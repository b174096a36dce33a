use axum::{
    http::StatusCode,
    response::{IntoResponse, Response},
    Json,
};
use serde::Serialize;
use sqlx::migrate::MigrateError;
use thiserror::Error;

/// Top-level error type for the entire application
#[derive(Error, Debug)]
pub enum AppError {
    #[error("Database error: {0}")]
    Database(#[from] sqlx::Error),

    #[error("Not found: {0}")]
    NotFound(String),

    #[error("Forbidden: {0}")]
    Forbidden(String),

    #[error("Conflict: {0}")]
    Conflict(String),

    #[error("Invalid input: {0}")]
    Invalid(String),

    #[error("Payment processor error: {0}")]
    Upstream(String),

    #[error("Configuration error: {0}")]
    Config(String),

    #[error("Internal error: {0}")]
    Internal(String),
}

impl AppError {
    /// Map a database error to Conflict when it is a unique-constraint
    /// violation (Postgres SQLSTATE 23505), e.g. a duplicate offer for the
    /// same (need, helper) pair.
    pub fn from_db(err: sqlx::Error, conflict_message: &str) -> Self {
        if let sqlx::Error::Database(ref db_err) = err {
            if db_err.code().as_deref() == Some("23505") {
                return AppError::Conflict(conflict_message.to_string());
            }
        }
        AppError::Database(err)
    }
}

/// API error response structure
#[derive(Serialize)]
pub struct ErrorResponse {
    pub error: String,
    pub error_code: String,
}

impl IntoResponse for AppError {
    fn into_response(self) -> Response {
        let (status, error_code, message) = match &self {
            AppError::NotFound(msg) => {
                (StatusCode::NOT_FOUND, "NOT_FOUND", msg.clone())
            }
            AppError::Forbidden(msg) => {
                (StatusCode::FORBIDDEN, "FORBIDDEN", msg.clone())
            }
            AppError::Conflict(msg) => {
                (StatusCode::CONFLICT, "CONFLICT", msg.clone())
            }
            AppError::Invalid(msg) => {
                (StatusCode::BAD_REQUEST, "INVALID_INPUT", msg.clone())
            }
            AppError::Upstream(msg) => (
                StatusCode::BAD_GATEWAY,
                "UPSTREAM_ERROR",
                format!("Payment processor unavailable: {}", msg),
            ),
            AppError::Database(_) => (
                StatusCode::INTERNAL_SERVER_ERROR,
                "DATABASE_ERROR",
                "A database error occurred".to_string(),
            ),
            AppError::Config(_) | AppError::Internal(_) => (
                StatusCode::INTERNAL_SERVER_ERROR,
                "INTERNAL_ERROR",
                "An internal error occurred".to_string(),
            ),
        };

        let body = Json(ErrorResponse {
            error: message,
            error_code: error_code.to_string(),
        });

        (status, body).into_response()
    }
}

impl From<anyhow::Error> for AppError {
    fn from(error: anyhow::Error) -> Self {
        AppError::Internal(format!("Error converting: {:?}", error))
    }
}

impl From<rust_decimal::Error> for AppError {
    fn from(error: rust_decimal::Error) -> Self {
        AppError::Invalid(format!("Decimal conversion error: {:?}", error))
    }
}

impl From<reqwest::Error> for AppError {
    fn from(error: reqwest::Error) -> Self {
        if error.is_timeout() {
            AppError::Upstream("request timed out".to_string())
        } else {
            AppError::Upstream(format!("HTTP request error: {:?}", error))
        }
    }
}

impl From<MigrateError> for AppError {
    fn from(error: MigrateError) -> Self {
        AppError::Internal(format!("Migration error: {:?}", error))
    }
}

impl From<validator::ValidationErrors> for AppError {
    fn from(errors: validator::ValidationErrors) -> Self {
        let details = errors
            .field_errors()
            .into_iter()
            .map(|(field, errors)| {
                let messages: Vec<String> = errors
                    .iter()
                    .map(|e| e.message.as_ref().map(|m| m.to_string()).unwrap_or_default())
                    .collect();
                format!("{}: {}", field, messages.join(", "))
            })
            .collect::<Vec<String>>()
            .join("; ");

        AppError::Invalid(format!("Validation failed: {}", details))
    }
}

/// Result type alias for the application
pub type AppResult<T> = Result<T, AppError>;

#[cfg(test)]
mod tests {
    use super::*;

    #[test]
    fn test_validation_errors_map_to_invalid() {
        use validator::Validate;

        #[derive(Validate)]
        struct Probe {
            #[validate(length(min = 1, message = "must not be empty"))]
            title: String,
        }

        let probe = Probe { title: String::new() };
        let err: AppError = probe.validate().unwrap_err().into();
        match err {
            AppError::Invalid(msg) => assert!(msg.contains("title")),
            other => panic!("expected Invalid, got {:?}", other),
        }
    }
}
//! The single versioned pattern table: red flags, greeting/small-talk
//! pre-filters, sedation signals, and the forbidden-output scanner. Any change
//! here is a public API change; bump [`PATTERN_TABLE_VERSION`].
//!
//! The regex engine has no lookbehind, so negated contexts ("no difficulty
//! swallowing") are handled by scanning a bounded window before each red-flag
//! match instead.

use once_cell::sync::Lazy;
use regex::Regex;

pub const PATTERN_TABLE_VERSION: u32 = 3;

/// Which clinical feature a red flag asserts on the synthesized issue.
#[derive(Debug, Clone, Copy, PartialEq, Eq)]
pub enum RedFlagKind {
    Airway,
    Bleeding,
    Trauma,
    Systemic,
}

pub struct RedFlag {
    pub label: &'static str,
    pub kind: RedFlagKind,
    pub pattern: Regex,
}

fn rx(pattern: &str) -> Regex {
    Regex::new(pattern).expect("pattern table regex must compile")
}

pub static RED_FLAGS: Lazy<Vec<RedFlag>> = Lazy::new(|| {
    let flag = |label, kind, pattern: &str| RedFlag {
        label,
        kind,
        pattern: rx(pattern),
    };
    vec![
        flag("airway obstruction", RedFlagKind::Airway, r"airway\s+(obstruct|block|clos)"),
        flag("breathing difficulty", RedFlagKind::Airway, r"(trouble|difficulty)\s+breathing"),
        flag("cannot breathe", RedFlagKind::Airway, r"can'?t\s+breathe|cannot\s+breathe|unable\s+to\s+breathe"),
        flag("swallowing difficulty", RedFlagKind::Airway, r"difficulty\s+swallowing"),
        flag("cannot swallow", RedFlagKind::Airway, r"(can'?t|cannot|unable\s+to)\s+swallow"),
        flag("swelling near airway", RedFlagKind::Airway, r"swelling.{0,20}(eye|throat|neck|airway)"),
        flag("uncontrolled bleeding", RedFlagKind::Bleeding, r"uncontroll?(ed|able)\s+bleed"),
        flag("heavy oral bleeding", RedFlagKind::Bleeding, r"heavy\s+bleeding.{0,20}(tooth|gum|mouth)"),
        flag("severe trauma", RedFlagKind::Trauma, r"severe\s+trauma"),
        flag("jaw fracture", RedFlagKind::Trauma, r"jaw\s+(fracture|broken)|broken\s+jaw"),
        flag("avulsed tooth", RedFlagKind::Trauma, r"(knocked?\s*(out|off)|avulsed)\s*(tooth|teeth)"),
        flag("avulsed tooth", RedFlagKind::Trauma, r"(tooth|teeth)\s*(knocked?\s*(out|off)|avulsed)"),
        flag("anaphylaxis", RedFlagKind::Systemic, r"anaphyla|allergic\s+reaction"),
        flag("chest pain", RedFlagKind::Systemic, r"chest\s+pain"),
        flag("loss of consciousness", RedFlagKind::Systemic, r"loss\s+of\s+consciousness|passed\s+out|blacked\s+out"),
    ]
});

/// Negation tokens that may precede a red flag and defuse it, e.g.
/// "no difficulty swallowing", "without trouble breathing".
static NEGATION_GUARD: Lazy<Regex> =
    Lazy::new(|| rx(r"(?:\b(?:no|not|without|denies|deny)\b(?:\s+\w+){0,2}\s*)$"));

const NEGATION_WINDOW: usize = 24;

/// First non-negated red flag in the text, if any. Position-insensitive.
pub fn red_flag_match(text: &str) -> Option<&'static RedFlag> {
    let lower = text.to_lowercase();
    for flag in RED_FLAGS.iter() {
        for m in flag.pattern.find_iter(&lower) {
            let window_start = m.start().saturating_sub(NEGATION_WINDOW);
            // Stay on a char boundary for the window slice.
            let window_start = (window_start..=m.start())
                .find(|&i| lower.is_char_boundary(i))
                .unwrap_or(m.start());
            let preceding = &lower[window_start..m.start()];
            if !NEGATION_GUARD.is_match(preceding) {
                return Some(flag);
            }
        }
    }
    None
}

// ── Greeting / small-talk (deterministic, anchored, run before the LLM) ─────

static GREETING_PATTERNS: Lazy<Vec<Regex>> = Lazy::new(|| {
    vec![
        rx(r"^(hi|hii+|hey|hello|hola|yo|sup|hiya|howdy|greetings|good\s*(morning|afternoon|evening|day|night))[\s!?.]*$"),
        rx(r"^(what'?s?\s*up|how\s*are\s*you|how'?s?\s*it\s*going)[\s!?.]*$"),
        rx(r"^(thanks|thank\s*you|ty|thx|cheers)[\s!?.]*$"),
        rx(r"^(bye|goodbye|see\s*you|later|cya|take\s*care)[\s!?.]*$"),
        rx(r"^(ok|okay|sure|alright|fine|cool|great|nice|awesome|got\s*it|understood)[\s!?.]*$"),
        rx(r"^(yes|no|yep|nope|yeah|nah|yup)[\s!?.]*$"),
    ]
});

static SMALL_TALK_PATTERNS: Lazy<Vec<Regex>> = Lazy::new(|| {
    vec![
        rx(r"^(who\s*are\s*you|what\s*can\s*you\s*do|what\s*is\s*this|help)[\s!?.]*$"),
        rx(r"^(tell\s*me\s*(about|more)|what\s*services)[\s!?.]*$"),
        rx(r"^(can\s*you\s*help|i\s*need\s*help)[\s!?.]*$"),
    ]
});

pub fn is_greeting(text: &str) -> bool {
    let lower = text.trim().to_lowercase();
    GREETING_PATTERNS.iter().any(|p| p.is_match(&lower))
}

pub fn is_small_talk(text: &str) -> bool {
    let lower = text.trim().to_lowercase();
    SMALL_TALK_PATTERNS.iter().any(|p| p.is_match(&lower))
}

// ── Sedation signals ────────────────────────────────────────────────────────

static SEDATION_PATTERNS: Lazy<Vec<Regex>> = Lazy::new(|| {
    vec![
        rx(r"sedat|knock.{0,5}out|put.{0,5}(me|to)\s*sleep|asleep|anaesthe|general\s*an|iv\s*sed"),
        rx(r"dental\s*phobia|terrified|extreme.{0,10}anxiet|panic"),
        rx(r"(want|need|prefer).{0,10}(sleep|unconscious|sedation)"),
    ]
});

pub fn mentions_sedation(text: &str) -> bool {
    let lower = text.to_lowercase();
    SEDATION_PATTERNS.iter().any(|p| p.is_match(&lower))
}

// ── Forbidden LLM output (post-extraction safety scan) ──────────────────────

static FORBIDDEN_OUTPUT: Lazy<Vec<Regex>> = Lazy::new(|| {
    vec![
        // Diagnosis phrasings.
        rx(r"you\s+(likely\s+|probably\s+|definitely\s+)?have\s"),
        rx(r"\bdiagnos(is|ed|e|tic)\b"),
        rx(r"this\s+is\s+(likely|probably|definitely)"),
        rx(r"\b(pulpitis|periodontitis|pericoronitis|necrosis|carcinoma)\b"),
        // Treatment recommendations the system must never phrase itself.
        rx(r"(need|needs|require|requires|recommend|should\s+(get|have))\s+(a\s+|an\s+)?(root\s*canal|extraction|filling|crown|implant|bridge)"),
        rx(r"\bprescri(be|bed|ption)\b"),
        // Drug names.
        rx(r"\b(amoxicillin|penicillin|ibuprofen|paracetamol|acetaminophen|codeine|clindamycin|metronidazole|tramadol)\b"),
    ]
});

pub fn violates_output_safety(text: &str) -> bool {
    let lower = text.to_lowercase();
    FORBIDDEN_OUTPUT.iter().any(|p| p.is_match(&lower))
}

> **Description of the task**
Starting from the records above, copy each line where the string "enum" is found.

> **Written reply**
pub enum AppError {
pub enum RedFlagKind {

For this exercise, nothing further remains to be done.